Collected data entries
○ ○ ○ ○ ○ ○ ○
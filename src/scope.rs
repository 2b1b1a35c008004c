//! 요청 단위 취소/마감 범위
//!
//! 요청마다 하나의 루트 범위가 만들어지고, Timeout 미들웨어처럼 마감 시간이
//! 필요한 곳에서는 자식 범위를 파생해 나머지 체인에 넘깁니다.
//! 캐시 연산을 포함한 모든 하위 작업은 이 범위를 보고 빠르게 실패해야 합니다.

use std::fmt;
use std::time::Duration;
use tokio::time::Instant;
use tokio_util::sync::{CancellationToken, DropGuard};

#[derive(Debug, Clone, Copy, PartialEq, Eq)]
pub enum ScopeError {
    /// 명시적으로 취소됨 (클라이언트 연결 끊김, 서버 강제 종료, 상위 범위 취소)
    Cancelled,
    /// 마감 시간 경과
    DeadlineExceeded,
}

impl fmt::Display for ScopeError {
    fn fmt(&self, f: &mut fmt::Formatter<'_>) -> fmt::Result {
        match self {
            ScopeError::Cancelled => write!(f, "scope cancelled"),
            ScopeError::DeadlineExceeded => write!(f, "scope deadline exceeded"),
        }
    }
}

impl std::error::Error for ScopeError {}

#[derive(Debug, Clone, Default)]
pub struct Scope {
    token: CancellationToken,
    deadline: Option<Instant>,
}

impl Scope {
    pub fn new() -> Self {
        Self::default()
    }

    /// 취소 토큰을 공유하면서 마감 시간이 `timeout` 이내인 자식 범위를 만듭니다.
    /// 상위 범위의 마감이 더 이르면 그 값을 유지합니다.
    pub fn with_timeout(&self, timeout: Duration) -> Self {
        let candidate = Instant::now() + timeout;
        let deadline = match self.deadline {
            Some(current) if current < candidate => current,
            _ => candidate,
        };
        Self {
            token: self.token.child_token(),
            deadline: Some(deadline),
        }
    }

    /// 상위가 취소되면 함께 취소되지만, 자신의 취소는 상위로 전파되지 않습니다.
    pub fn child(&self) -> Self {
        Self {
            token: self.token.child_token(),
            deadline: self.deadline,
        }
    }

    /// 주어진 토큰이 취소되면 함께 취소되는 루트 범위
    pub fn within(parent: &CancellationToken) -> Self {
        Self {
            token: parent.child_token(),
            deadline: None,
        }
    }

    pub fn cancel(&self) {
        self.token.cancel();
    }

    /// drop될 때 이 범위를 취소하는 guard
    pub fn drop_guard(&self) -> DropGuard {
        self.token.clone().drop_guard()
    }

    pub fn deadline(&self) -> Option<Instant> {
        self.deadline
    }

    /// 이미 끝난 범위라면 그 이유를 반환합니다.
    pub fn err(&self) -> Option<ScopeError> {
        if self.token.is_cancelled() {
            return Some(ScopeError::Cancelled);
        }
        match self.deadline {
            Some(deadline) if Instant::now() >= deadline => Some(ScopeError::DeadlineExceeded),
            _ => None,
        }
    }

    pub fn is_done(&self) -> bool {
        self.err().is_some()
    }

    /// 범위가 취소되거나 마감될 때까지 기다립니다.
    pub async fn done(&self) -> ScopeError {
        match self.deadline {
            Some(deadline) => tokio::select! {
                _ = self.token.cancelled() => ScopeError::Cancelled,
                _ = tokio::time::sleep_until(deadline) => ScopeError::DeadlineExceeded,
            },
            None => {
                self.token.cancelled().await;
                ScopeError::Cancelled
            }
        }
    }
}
○ ○ ○ ○ ○ ○ ○
Each line above that contains "derive" must be copied out.

#[derive(Debug, Clone, Copy, PartialEq, Eq)]
#[derive(Debug, Clone, Default)]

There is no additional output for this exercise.